Mr. Finazzo–a former executive at clothing retailer Aeropostale–was charged with a fraudulent scheme in which he allegedly received kickbacks from certain transactions between Aeropostale and South Bay Apparel, Inc., a clothing vendor controlled by another individual (Douglas Dey). Although the indictment alleges that the scheme began in 1996, Aeropostale apparently did not discover it until 2006, while undertaking an unrelated forensic investigation.
During the investigation, an e-mail from Mr. Finazzo’s personal attorney was discovered in his work e-mail account. In the e-mail, Mr. Finazzo’s attorney asked him to review an attached asset list, and confirm the values of various assets for the purposes of creating a will. Among the assets listed were several companies co-owned with Mr. Dey, including South Bay Apparrel, a company that served as a primary vendor of Aeropostale merchandise. Upon learning that Mr. Finazzo had undisclosed ownership interests in companies owned by one of Aeorpostale’s primary vendors, Aeorpostale decided to terminate Mr. Finazzo for cause.

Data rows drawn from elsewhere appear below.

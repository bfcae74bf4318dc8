use std::collections::BTreeMap;

use chrono::{DateTime, Utc};

use super::Dialect;
use crate::casting::Value;
use crate::error::{BindingError, BindingResult};
use crate::schema::{self, FieldSpec, Kind, Namespace, Primitive, SchemaNode, TypeId};

/// A primitive value or a nested object
#[derive(Debug, Clone, PartialEq)]
pub enum Entry {
    Value(Value),
    Object(BoundObject),
}

impl Entry {
    pub fn as_value(&self) -> Option<&Value> {
        match self {
            Entry::Value(v) => Some(v),
            Entry::Object(_) => None,
        }
    }

    pub fn as_object(&self) -> Option<&BoundObject> {
        match self {
            Entry::Object(o) => Some(o),
            Entry::Value(_) => None,
        }
    }

    pub fn as_object_mut(&mut self) -> Option<&mut BoundObject> {
        match self {
            Entry::Object(o) => Some(o),
            Entry::Value(_) => None,
        }
    }
}

impl From<Value> for Entry {
    fn from(v: Value) -> Self {
        Entry::Value(v)
    }
}

impl From<BoundObject> for Entry {
    fn from(o: BoundObject) -> Self {
        Entry::Object(o)
    }
}

/// Storage for one field: single-valued, or an ordered sequence that may
/// contain null entries
#[derive(Debug, Clone, PartialEq)]
pub enum Slot {
    Single(Entry),
    Repeated(Vec<Option<Entry>>),
}

impl Slot {
    /// Non-null entries in order
    pub fn entries(&self) -> impl Iterator<Item = &Entry> {
        let items: Box<dyn Iterator<Item = &Entry> + '_> = match self {
            Slot::Single(e) => Box::new(std::iter::once(e)),
            Slot::Repeated(list) => Box::new(list.iter().flatten()),
        };
        items
    }

    pub fn entries_mut(&mut self) -> impl Iterator<Item = &mut Entry> {
        let items: Box<dyn Iterator<Item = &mut Entry> + '_> = match self {
            Slot::Single(e) => Box::new(std::iter::once(e)),
            Slot::Repeated(list) => Box::new(list.iter_mut().flatten()),
        };
        items
    }
}

/// Runtime instance of a schema type.
///
/// Every stored field corresponds to an attribute or element declared for
/// the object's type; setters reject anything else.
#[derive(Debug, Clone, PartialEq)]
pub struct BoundObject {
    type_id: TypeId,
    fields: BTreeMap<&'static str, Slot>,
}

impl BoundObject {
    /// Empty object; extension types start with their `xsi:type`
    pub fn new(type_id: TypeId) -> Self {
        let mut fields = BTreeMap::new();
        if let Some(ext) = schema::node(type_id).ext_type() {
            fields.insert("xsi:type", Slot::Single(Entry::Value(Value::from(ext))));
        }
        Self { type_id, fields }
    }

    /// Document root with the namespace and schema attributes of the dialect
    pub fn root(dialect: Dialect) -> Self {
        let mut root = Self::new(dialect.root_type());
        let ns = dialect.namespace();
        let mut defaults = vec![
            ("xmlns", Namespace::Fsx.uri().to_string()),
            ("xmlns:xsi", Namespace::Xsi.uri().to_string()),
            ("schemaVersion", ns.schema_version().to_string()),
            ("xsi:schemaLocation", ns.schema_location()),
        ];
        if dialect == Dialect::Ext {
            defaults.push(("xmlns:sis", Namespace::Sis.uri().to_string()));
        }
        for (name, value) in defaults {
            if let Some(spec) = root.schema().attribute(name) {
                root.fields
                    .insert(spec.name, Slot::Single(Entry::Value(Value::Text(value))));
            }
        }
        root
    }

    /// Copy of this object bound to a related type, such as an extension
    /// type and its base. Fields the target does not declare are dropped
    /// and the target's own `xsi:type` default applies.
    pub fn retyped(&self, type_id: TypeId) -> Self {
        let mut copy = Self::new(type_id);
        for (name, slot) in &self.fields {
            if *name == "xsi:type" {
                continue;
            }
            if let Some(spec) = copy.schema().field(name) {
                copy.fields.insert(spec.name, slot.clone());
            }
        }
        copy
    }

    pub fn type_id(&self) -> TypeId {
        self.type_id
    }

    pub fn schema(&self) -> &'static SchemaNode {
        schema::node(self.type_id)
    }

    fn spec(&self, name: &str) -> BindingResult<&'static FieldSpec> {
        self.schema()
            .field(name)
            .ok_or_else(|| BindingError::UnknownField {
                field: name.to_string(),
                path: self.schema().name.to_string(),
            })
    }

    fn check_entry(&self, spec: &FieldSpec, entry: Entry) -> BindingResult<Entry> {
        let mismatch = |found: String| BindingError::TypeMismatch {
            type_name: self.schema().name.to_string(),
            field: spec.name.to_string(),
            found,
        };
        match (spec.kind, entry) {
            (Kind::Primitive(Primitive::Double), Entry::Value(Value::Integer(i))) => {
                Ok(Entry::Value(Value::Double(i as f64)))
            }
            (Kind::Primitive(p), Entry::Value(v)) if v.primitive() == p => Ok(Entry::Value(v)),
            (Kind::Primitive(_), Entry::Value(v)) => Err(mismatch(v.primitive().name().to_string())),
            (Kind::Nested(id), Entry::Object(o)) if o.type_id == id => Ok(Entry::Object(o)),
            (_, Entry::Object(o)) => Err(mismatch(o.schema().name.to_string())),
            (Kind::Nested(_), Entry::Value(v)) => Err(mismatch(v.primitive().name().to_string())),
        }
    }

    /// Store a value or object, replacing what was there.
    /// Repeated fields are replaced by a one-element sequence.
    pub fn set(&mut self, name: &str, entry: impl Into<Entry>) -> BindingResult<()> {
        let spec = self.spec(name)?;
        let entry = self.check_entry(spec, entry.into())?;
        let slot = if spec.repeated {
            Slot::Repeated(vec![Some(entry)])
        } else {
            Slot::Single(entry)
        };
        self.fields.insert(spec.name, slot);
        Ok(())
    }

    /// Builder form of [`BoundObject::set`]
    pub fn with(mut self, name: &str, entry: impl Into<Entry>) -> BindingResult<Self> {
        self.set(name, entry)?;
        Ok(self)
    }

    /// Append to a repeated field; single fields are overwritten
    pub fn push(&mut self, name: &str, entry: impl Into<Entry>) -> BindingResult<()> {
        let spec = self.spec(name)?;
        let entry = self.check_entry(spec, entry.into())?;
        self.push_checked(spec, Some(entry));
        Ok(())
    }

    /// Append a null entry to a repeated field
    pub fn push_null(&mut self, name: &str) -> BindingResult<()> {
        let spec = self.spec(name)?;
        if !spec.repeated {
            return Err(BindingError::TypeMismatch {
                type_name: self.schema().name.to_string(),
                field: spec.name.to_string(),
                found: "null".to_string(),
            });
        }
        self.push_checked(spec, None);
        Ok(())
    }

    pub(super) fn push_checked(&mut self, spec: &'static FieldSpec, entry: Option<Entry>) {
        if !spec.repeated {
            match entry {
                Some(e) => {
                    self.fields.insert(spec.name, Slot::Single(e));
                }
                None => {
                    self.fields.remove(spec.name);
                }
            }
            return;
        }
        match self.fields.get_mut(spec.name) {
            Some(Slot::Repeated(list)) => list.push(entry),
            _ => {
                self.fields.insert(spec.name, Slot::Repeated(vec![entry]));
            }
        }
    }

    pub fn remove(&mut self, name: &str) -> Option<Slot> {
        self.fields.remove(name)
    }

    pub fn get(&self, name: &str) -> Option<&Slot> {
        self.fields.get(name)
    }

    pub fn get_mut(&mut self, name: &str) -> Option<&mut Slot> {
        self.fields.get_mut(name)
    }

    pub fn has(&self, name: &str) -> bool {
        self.fields.contains_key(name)
    }

    /// Populated fields in name order
    pub fn fields(&self) -> impl Iterator<Item = (&'static str, &Slot)> {
        self.fields.iter().map(|(k, v)| (*k, v))
    }

    pub fn fields_mut(&mut self) -> impl Iterator<Item = (&'static str, &mut Slot)> {
        self.fields.iter_mut().map(|(k, v)| (*k, v))
    }

    /// First non-null entry of a field
    fn first(&self, name: &str) -> Option<&Entry> {
        self.fields.get(name).and_then(|slot| slot.entries().next())
    }

    pub fn value(&self, name: &str) -> Option<&Value> {
        self.first(name).and_then(Entry::as_value)
    }

    pub fn object(&self, name: &str) -> Option<&BoundObject> {
        self.first(name).and_then(Entry::as_object)
    }

    pub fn object_mut(&mut self, name: &str) -> Option<&mut BoundObject> {
        self.fields
            .get_mut(name)
            .and_then(|slot| slot.entries_mut().next())
            .and_then(Entry::as_object_mut)
    }

    /// Non-null objects of a field in document order
    pub fn objects(&self, name: &str) -> impl Iterator<Item = &BoundObject> {
        self.fields
            .get(name)
            .into_iter()
            .flat_map(|slot| slot.entries())
            .filter_map(Entry::as_object)
    }

    pub fn objects_mut(&mut self, name: &str) -> impl Iterator<Item = &mut BoundObject> {
        self.fields
            .get_mut(name)
            .into_iter()
            .flat_map(|slot| slot.entries_mut())
            .filter_map(Entry::as_object_mut)
    }

    /// Non-null primitive values of a field in document order
    pub fn values(&self, name: &str) -> impl Iterator<Item = &Value> {
        self.fields
            .get(name)
            .into_iter()
            .flat_map(|slot| slot.entries())
            .filter_map(Entry::as_value)
    }

    pub fn text(&self, name: &str) -> Option<&str> {
        self.value(name).and_then(Value::as_str)
    }

    pub fn f64(&self, name: &str) -> Option<f64> {
        self.value(name).and_then(Value::as_f64)
    }

    pub fn i64(&self, name: &str) -> Option<i64> {
        self.value(name).and_then(Value::as_i64)
    }

    pub fn datetime(&self, name: &str) -> Option<&DateTime<Utc>> {
        self.value(name).and_then(Value::as_datetime)
    }

    /// `ValueOf` of a simple-content object as f64
    pub fn value_of(&self) -> Option<f64> {
        self.f64("ValueOf")
    }
}

#[cfg(test)]
mod tests {
    use super::*;

    #[test]
    fn test_extension_types_start_with_xsi_type() {
        let chan = BoundObject::new(TypeId::SisChannel);
        assert_eq!(chan.text("xsi:type"), Some("sis:ChannelType"));
        let plain = BoundObject::new(TypeId::Channel);
        assert!(!plain.has("xsi:type"));
    }

    #[test]
    fn test_root_defaults() {
        let root = BoundObject::root(Dialect::Ext);
        assert_eq!(root.text("schemaVersion"), Some("3.0"));
        assert_eq!(
            root.text("xmlns:sis"),
            Some("http://anss-sis.scsn.org/xml/ext-stationxml/3.0")
        );
        let fdsn = BoundObject::root(Dialect::Fdsn);
        assert_eq!(fdsn.text("schemaVersion"), Some("1.1"));
        assert!(!fdsn.has("xmlns:sis"));
    }

    #[test]
    fn test_setters_check_field_and_kind() {
        let mut gain = BoundObject::new(TypeId::Gain);
        gain.set("Value", Value::Double(400.0)).unwrap();
        gain.set("Frequency", Value::Integer(1)).unwrap();
        assert_eq!(gain.f64("Frequency"), Some(1.0));

        let err = gain.set("Bogus", Value::Double(1.0)).unwrap_err();
        assert!(matches!(err, BindingError::UnknownField { .. }));

        let err = gain.set("Value", Value::from("high")).unwrap_err();
        assert!(matches!(err, BindingError::TypeMismatch { .. }));

        let mut stage = BoundObject::new(TypeId::ResponseStage);
        let err = stage
            .set("StageGain", BoundObject::new(TypeId::Decimation))
            .unwrap_err();
        assert!(matches!(err, BindingError::TypeMismatch { .. }));
        stage.set("StageGain", gain).unwrap();
        assert_eq!(stage.object("StageGain").and_then(|g| g.f64("Value")), Some(400.0));
    }

    #[test]
    fn test_repeated_fields_keep_order_and_nulls() {
        let mut pz = BoundObject::new(TypeId::PolesZeros);
        for n in 0..3 {
            let zero = BoundObject::new(TypeId::PoleZero)
                .with("number", Value::Integer(n))
                .unwrap();
            pz.push("Zero", zero).unwrap();
        }
        pz.push_null("Zero").unwrap();

        let numbers: Vec<_> = pz.objects("Zero").filter_map(|z| z.i64("number")).collect();
        assert_eq!(numbers, vec![0, 1, 2]);
        match pz.get("Zero") {
            Some(Slot::Repeated(list)) => assert_eq!(list.len(), 4),
            other => panic!("unexpected slot {:?}", other),
        }
        assert!(pz.push_null("PzTransferFunctionType").is_err());
    }

    #[test]
    fn test_single_field_last_write_wins() {
        let mut units = BoundObject::new(TypeId::Units);
        units.push("Name", Value::from("M/S")).unwrap();
        units.push("Name", Value::from("V")).unwrap();
        assert_eq!(units.text("Name"), Some("V"));
    }

    #[test]
    fn test_retyped_drops_undeclared_fields() {
        let poly = BoundObject::new(TypeId::SisPolynomial)
            .with("SISNamespace", Value::from("NRL"))
            .unwrap()
            .with("ApproximationType", Value::from("MACLAURIN"))
            .unwrap();
        assert_eq!(poly.text("xsi:type"), Some("sis:PolynomialType"));

        let plain = poly.retyped(TypeId::Polynomial);
        assert_eq!(plain.type_id(), TypeId::Polynomial);
        assert_eq!(plain.text("ApproximationType"), Some("MACLAURIN"));
        assert!(!plain.has("SISNamespace"));
        assert!(!plain.has("xsi:type"));
    }
}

This case came to be decided because Mr. Finazzo was asking the court for an order precluding the government from introducing the e-mail (and anything derived from the email) at trial. Ultimately, the court denied Mr. Finazzo’s motion. The court’s decision turned on whether Mr. Finazzo had a reasonable expectation of privacy in his work e-mail account. Under the facts of this case, the court held that he did not.
In rendering its decision, the court noted that it had before it several versions of Aeropostale’s policies governing its employees’ use of company e-mail dating back as early as 1999. Although each policy had slight variations, and in some cases even permitted incidental personal use, they all stated that the employee “should have no expectation of privacy when using Company Systems.” The policies also reserved a right by the company to monitor, access, delete or disclose employees’ e-mails at any time without further permission. Additionally, in each case, Mr. Finazzo also signed receipts, acknowledging that he had read and understood the policies.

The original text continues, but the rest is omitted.